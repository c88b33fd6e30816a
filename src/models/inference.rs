//! Inference engine for award prediction.
//!
//! The engine is an explicitly constructed service object. `load` and
//! `unload` take `&mut self`; once loaded, share it behind an `Arc` and call
//! `predict` from as many tasks as needed.

use crate::adapter::ConversationalProfile;
use crate::config::AppConfig;
use crate::error::{PipelineError, Result};
use crate::feature_extractor::{ensure_columns, FeatureExtractor};
use crate::models::bundle::{BundleMetadata, ModelBundle};
use crate::models::loader::{LoadedModel, ModelLoader};
use crate::types::prediction::{ConversationalPrediction, Label, PredictionResult};
use crate::types::record::ApplicantRecord;
use serde::Serialize;
use std::ops::RangeInclusive;
use std::path::{Path, PathBuf};
use tracing::{debug, info, warn};

/// Grant years accepted at serving time
pub const GRANT_YEAR_RANGE: RangeInclusive<i32> = 2000..=2030;

/// Probability reported for a label the classifier does not know
const UNKNOWN_CLASS_PROBABILITY: f64 = 0.5;

/// Summary of the loaded bundle
#[derive(Debug, Clone, Serialize)]
pub struct ModelInfo {
    pub path: PathBuf,
    pub classes: Vec<Label>,
    pub feature_columns: Vec<String>,
    pub metadata: BundleMetadata,
}

pub struct InferenceEngine {
    model_path: PathBuf,
    model: Option<LoadedModel>,
    extractor: FeatureExtractor,
    /// Grant year used for conversational requests. Follows the loaded
    /// bundle; the configured value applies until one is loaded.
    reference_year: i32,
}

impl InferenceEngine {
    /// Create an unloaded engine from configuration
    pub fn new(config: &AppConfig) -> Self {
        Self {
            model_path: config.model.path.clone(),
            model: None,
            extractor: FeatureExtractor::new(),
            reference_year: config.model.reference_year,
        }
    }

    /// Create an unloaded engine for a specific bundle path
    pub fn with_model_path<P: AsRef<Path>>(path: P, reference_year: i32) -> Self {
        Self {
            model_path: path.as_ref().to_path_buf(),
            model: None,
            extractor: FeatureExtractor::new(),
            reference_year,
        }
    }

    /// Create a loaded engine around an in-memory bundle
    pub fn from_bundle(bundle: ModelBundle) -> Result<Self> {
        bundle.validate()?;
        let reference_year = bundle.metadata.reference_year;
        let model_path = PathBuf::from("<memory>");
        Ok(Self {
            model: Some(LoadedModel::from_bundle(model_path.clone(), bundle)),
            model_path,
            extractor: FeatureExtractor::new(),
            reference_year,
        })
    }

    /// Load the bundle from the configured path, replacing any loaded one.
    pub fn load(&mut self) -> Result<()> {
        let loaded = ModelLoader::new().load_model(&self.model_path)?;
        let trained_year = loaded.bundle.metadata.reference_year;
        if trained_year != self.reference_year {
            warn!(
                configured = self.reference_year,
                bundle = trained_year,
                "Reference year differs from the bundle's, using the bundle's"
            );
            self.reference_year = trained_year;
        }
        self.model = Some(loaded);
        info!(path = %self.model_path.display(), "Inference engine ready");
        Ok(())
    }

    pub fn unload(&mut self) {
        if self.model.take().is_some() {
            info!(path = %self.model_path.display(), "Model unloaded");
        }
    }

    pub fn is_loaded(&self) -> bool {
        self.model.is_some()
    }

    /// Whether a bundle file exists at the configured path
    pub fn model_exists(&self) -> bool {
        self.model_path.exists()
    }

    pub fn model_path(&self) -> &Path {
        &self.model_path
    }

    pub fn reference_year(&self) -> i32 {
        self.reference_year
    }

    pub fn model_info(&self) -> Option<ModelInfo> {
        self.model.as_ref().map(|m| ModelInfo {
            path: m.path.clone(),
            classes: m.bundle.classes.clone(),
            feature_columns: m.bundle.feature_columns.clone(),
            metadata: m.bundle.metadata.clone(),
        })
    }

    /// Predict the award class for one applicant
    pub fn predict(&self, record: &ApplicantRecord) -> Result<PredictionResult> {
        let model = self.model.as_ref().ok_or(PipelineError::NotLoaded)?;

        match record.grant_year {
            Some(year) if GRANT_YEAR_RANGE.contains(&year) => {}
            Some(year) => {
                return Err(PipelineError::InvalidInput(format!(
                    "grant year {} outside {}..={}",
                    year,
                    GRANT_YEAR_RANGE.start(),
                    GRANT_YEAR_RANGE.end()
                )))
            }
            None => {
                return Err(PipelineError::InvalidInput(
                    "grant year is required".to_string(),
                ))
            }
        }

        let frame = self.extractor.extract_one(record)?;
        ensure_columns(&frame, &model.bundle.feature_columns)?;

        let pipeline = &model.bundle.pipeline;
        let label = pipeline
            .predict(&frame)?
            .first()
            .copied()
            .ok_or_else(|| PipelineError::InvalidArtifact("classifier returned no label".to_string()))?;
        let proba = pipeline.predict_proba(&frame)?;

        let lookup = |target: Label| match model.class_index.index_of(target) {
            Some(col) => proba[[0, col]],
            None => {
                warn!(
                    label = %target,
                    "Classifier does not know this label, reporting neutral probability"
                );
                UNKNOWN_CLASS_PROBABILITY
            }
        };
        let proba_integral = lookup(Label::Integral);
        let proba_parcial = lookup(Label::Parcial);

        let result = PredictionResult::new(label, proba_integral, proba_parcial);
        debug!(
            label = %result.label,
            proba_integral = result.proba_integral,
            confidence = result.confidence.as_str(),
            "Prediction complete"
        );
        Ok(result)
    }

    /// Predict for a batch of applicants, one result per record
    pub fn predict_batch(&self, records: &[ApplicantRecord]) -> Vec<Result<PredictionResult>> {
        records.iter().map(|r| self.predict(r)).collect()
    }

    /// Predict from a sparse conversational profile
    pub fn predict_conversational(
        &self,
        profile: &ConversationalProfile,
    ) -> Result<ConversationalPrediction> {
        let record = profile.to_applicant_record(self.reference_year);
        Ok(self.predict(&record)?.to_conversational())
    }
}

#[cfg(test)]
mod tests {
    use super::*;
    use crate::feature_extractor::{CATEGORICAL_FEATURES, NUMERIC_FEATURES};
    use crate::models::bundle::ClassifierPipeline;
    use crate::models::logistic::{LogisticParams, LogisticRegression};
    use crate::models::preprocessor::FeaturePreprocessor;
    use crate::types::prediction::ConfidenceTier;
    use chrono::Utc;

    fn applicant(course: &str, shift: &str, birth: &str) -> ApplicantRecord {
        ApplicantRecord {
            sex: Some("F".to_string()),
            course: Some(course.to_string()),
            shift: Some(shift.to_string()),
            birth_date: Some(birth.to_string()),
            state: Some("SP".to_string()),
            region: Some("SUDESTE".to_string()),
            ..ApplicantRecord::new(2020)
        }
    }

    /// Bundle trained on an assembled frame where course decides the label
    fn bundle_from(records: &[ApplicantRecord], labels: &[Label]) -> ModelBundle {
        let extractor = FeatureExtractor::new();
        let frame = extractor.extract(records).unwrap();
        let preprocessor =
            FeaturePreprocessor::fit(&frame, &CATEGORICAL_FEATURES, &NUMERIC_FEATURES, 1).unwrap();
        let x = preprocessor.transform(&frame).unwrap();
        let classifier = LogisticRegression::fit(&x, labels, &LogisticParams::default()).unwrap();

        ModelBundle::new(
            ClassifierPipeline::new(preprocessor, classifier),
            extractor.feature_names(),
            BundleMetadata {
                trained_at: Utc::now(),
                train_rows: records.len(),
                test_rows: 0,
                reference_year: 2020,
                accuracy: None,
                roc_auc: None,
            },
        )
    }

    fn synthetic() -> (Vec<ApplicantRecord>, Vec<Label>) {
        let mut records = Vec::new();
        let mut labels = Vec::new();
        for i in 0..12 {
            let birth = format!("{}-05-10", 1995 + i % 5);
            records.push(applicant("MEDICINA", "INTEGRAL", &birth));
            labels.push(Label::Integral);
            records.push(applicant("ADMINISTRACAO", "NOTURNO", &birth));
            labels.push(Label::Parcial);
        }
        (records, labels)
    }

    #[test]
    fn test_unloaded_engine_refuses_to_predict() {
        let mut engine = InferenceEngine::new(&AppConfig::default());
        assert!(!engine.is_loaded());
        assert!(matches!(
            engine.predict(&applicant("MEDICINA", "INTEGRAL", "2000-01-01")),
            Err(PipelineError::NotLoaded)
        ));

        let (records, labels) = synthetic();
        let mut loaded = InferenceEngine::from_bundle(bundle_from(&records, &labels)).unwrap();
        loaded.unload();
        assert!(matches!(
            loaded.predict(&records[0]),
            Err(PipelineError::NotLoaded)
        ));
        engine.unload();
    }

    #[test]
    fn test_round_trip_reproduces_training_label() {
        let (records, labels) = synthetic();
        let engine = InferenceEngine::from_bundle(bundle_from(&records, &labels)).unwrap();

        for (record, label) in records.iter().zip(labels.iter()).take(4) {
            let result = engine.predict(record).unwrap();
            assert_eq!(result.label, *label);
            assert!(result.label_probability() >= 0.5);
            assert!((result.proba_integral + result.proba_parcial - 1.0).abs() < 1e-9);
        }
    }

    #[test]
    fn test_grant_year_is_validated() {
        let (records, labels) = synthetic();
        let engine = InferenceEngine::from_bundle(bundle_from(&records, &labels)).unwrap();

        let mut record = records[0].clone();
        record.grant_year = Some(1990);
        assert!(matches!(engine.predict(&record), Err(PipelineError::InvalidInput(_))));
        record.grant_year = None;
        assert!(matches!(engine.predict(&record), Err(PipelineError::InvalidInput(_))));
    }

    #[test]
    fn test_sparse_record_still_predicts() {
        let (records, labels) = synthetic();
        let engine = InferenceEngine::from_bundle(bundle_from(&records, &labels)).unwrap();

        let result = engine.predict(&ApplicantRecord::new(2020)).unwrap();
        assert!((result.proba_integral + result.proba_parcial - 1.0).abs() < 1e-9);
    }

    #[test]
    fn test_single_class_bundle_falls_back_to_neutral() {
        let (records, _) = synthetic();
        let labels = vec![Label::Parcial; records.len()];
        let engine = InferenceEngine::from_bundle(bundle_from(&records, &labels)).unwrap();

        let result = engine.predict(&records[0]).unwrap();
        assert_eq!(result.label, Label::Parcial);
        assert_eq!(result.proba_parcial, 1.0);
        assert_eq!(result.proba_integral, UNKNOWN_CLASS_PROBABILITY);
        assert_eq!(result.confidence, ConfidenceTier::High);
    }

    #[test]
    fn test_conversational_prediction() {
        let (records, labels) = synthetic();
        let engine = InferenceEngine::from_bundle(bundle_from(&records, &labels)).unwrap();

        let profile: ConversationalProfile = serde_json::from_str(
            r#"{"idade": 22, "sexo": "F", "uf": "SP", "curso": "Medicina", "turno": "Integral"}"#,
        )
        .unwrap();
        let response = engine.predict_conversational(&profile).unwrap();
        assert_eq!(response.tipo_bolsa, Label::Integral);
        assert!(response.probabilidade_integral > 50.0);
        assert!(response.mensagem.contains("INTEGRAL"));
    }

    #[test]
    fn test_load_from_disk() {
        let (records, labels) = synthetic();
        let dir = tempfile::tempdir().unwrap();
        let path = dir.path().join("model.json");
        bundle_from(&records, &labels).save(&path).unwrap();

        let mut engine = InferenceEngine::with_model_path(&path, 2020);
        assert!(engine.model_exists());
        engine.load().unwrap();
        assert!(engine.is_loaded());

        let info = engine.model_info().unwrap();
        assert_eq!(info.classes, vec![Label::Integral, Label::Parcial]);
        assert_eq!(info.feature_columns.len(), 11);

        let batch = engine.predict_batch(&records[..2]);
        assert_eq!(batch.len(), 2);
        assert!(batch.iter().all(|r| r.is_ok()));
    }

    #[test]
    fn test_load_adopts_bundle_reference_year() {
        let (records, labels) = synthetic();
        let dir = tempfile::tempdir().unwrap();
        let path = dir.path().join("model.json");
        bundle_from(&records, &labels).save(&path).unwrap();

        let mut engine = InferenceEngine::with_model_path(&path, 2018);
        assert_eq!(engine.reference_year(), 2018);
        engine.load().unwrap();
        assert_eq!(engine.reference_year(), 2020);

        let profile = ConversationalProfile {
            age: Some(22),
            ..Default::default()
        };
        let record = profile.to_applicant_record(engine.reference_year());
        assert_eq!(record.birth_date.as_deref(), Some("1998-01-01"));
    }

    #[test]
    fn test_load_missing_model() {
        let dir = tempfile::tempdir().unwrap();
        let mut engine = InferenceEngine::with_model_path(dir.path().join("absent.json"), 2020);
        assert!(!engine.model_exists());
        assert!(matches!(engine.load(), Err(PipelineError::ModelNotFound(_))));
        assert!(!engine.is_loaded());
    }
}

______

> [Task directions]: Show a copy of each line from the data that includes the word "PathBuf".

> [Response]:
use std::path::{Path, PathBuf};
    pub path: PathBuf,
    model_path: PathBuf,
        let model_path = PathBuf::from("<memory>");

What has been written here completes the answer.